**Source material**
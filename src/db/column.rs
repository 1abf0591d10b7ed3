use miette::{Result, miette};

use crate::types::{DataType, Value};

/// Constraints attachable to a column.
#[derive(Debug, Clone, Copy, PartialEq, Eq)]
pub enum ColumnAttribute {
    /// Primary-key column: values must be unique across rows.
    Key,

    /// Values must be unique across rows (NULLs never collide).
    Unique,

    /// Omitted values are filled with the row's id. Int32 only.
    AutoIncrement,
}

/// Definition of a single table column.
#[derive(Debug, Clone, PartialEq)]
pub struct Column {
    name: String,
    data_type: DataType,
    attributes: Vec<ColumnAttribute>,
    default_value: Option<Value>,
}

impl Column {
    /// Creates a column definition, validating its constraints.
    ///
    /// AutoIncrement requires Int32; a default must match the column type and
    /// fit the declared size.
    pub fn new(
        name: impl Into<String>,
        data_type: DataType,
        attributes: Vec<ColumnAttribute>,
        default_value: Option<Value>,
    ) -> Result<Self> {
        let name = name.into();
        if name.is_empty() {
            return Err(miette!("Column name cannot be empty."));
        }

        if attributes.contains(&ColumnAttribute::AutoIncrement)
            && data_type != DataType::Int32
        {
            return Err(miette!(
                "AutoIncrement attribute can only be applied to int32 columns."
            ));
        }

        if let Some(default) = &default_value {
            if !default.matches_type(&data_type) {
                return Err(miette!("Default value type does not match column type."));
            }
            match (default, data_type) {
                (Value::Str(s), DataType::String(size)) if s.len() > size => {
                    return Err(miette!("Default string value exceeds defined size."));
                }
                (Value::Bytes(b), DataType::Bytes(size)) if b.len() > size => {
                    return Err(miette!("Default bytes value exceeds defined size."));
                }
                _ => {}
            }
        }

        Ok(Self {
            name,
            data_type,
            attributes,
            default_value,
        })
    }

    pub fn name(&self) -> &str {
        &self.name
    }

    pub fn data_type(&self) -> &DataType {
        &self.data_type
    }

    pub fn attributes(&self) -> &[ColumnAttribute] {
        &self.attributes
    }

    pub fn default_value(&self) -> Option<&Value> {
        self.default_value.as_ref()
    }

    pub fn has_attribute(&self, attribute: ColumnAttribute) -> bool {
        self.attributes.contains(&attribute)
    }

    /// Whether values in this column must be pairwise distinct.
    pub fn is_unique(&self) -> bool {
        self.has_attribute(ColumnAttribute::Key) || self.has_attribute(ColumnAttribute::Unique)
    }
}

**Task item**
Retype only the lines running from the line with "pub fn is_unique(&self)" to the end of the listing, including both of those lines.

**Output for this task**
    pub fn is_unique(&self) -> bool {
        self.has_attribute(ColumnAttribute::Key) || self.has_attribute(ColumnAttribute::Unique)
    }
}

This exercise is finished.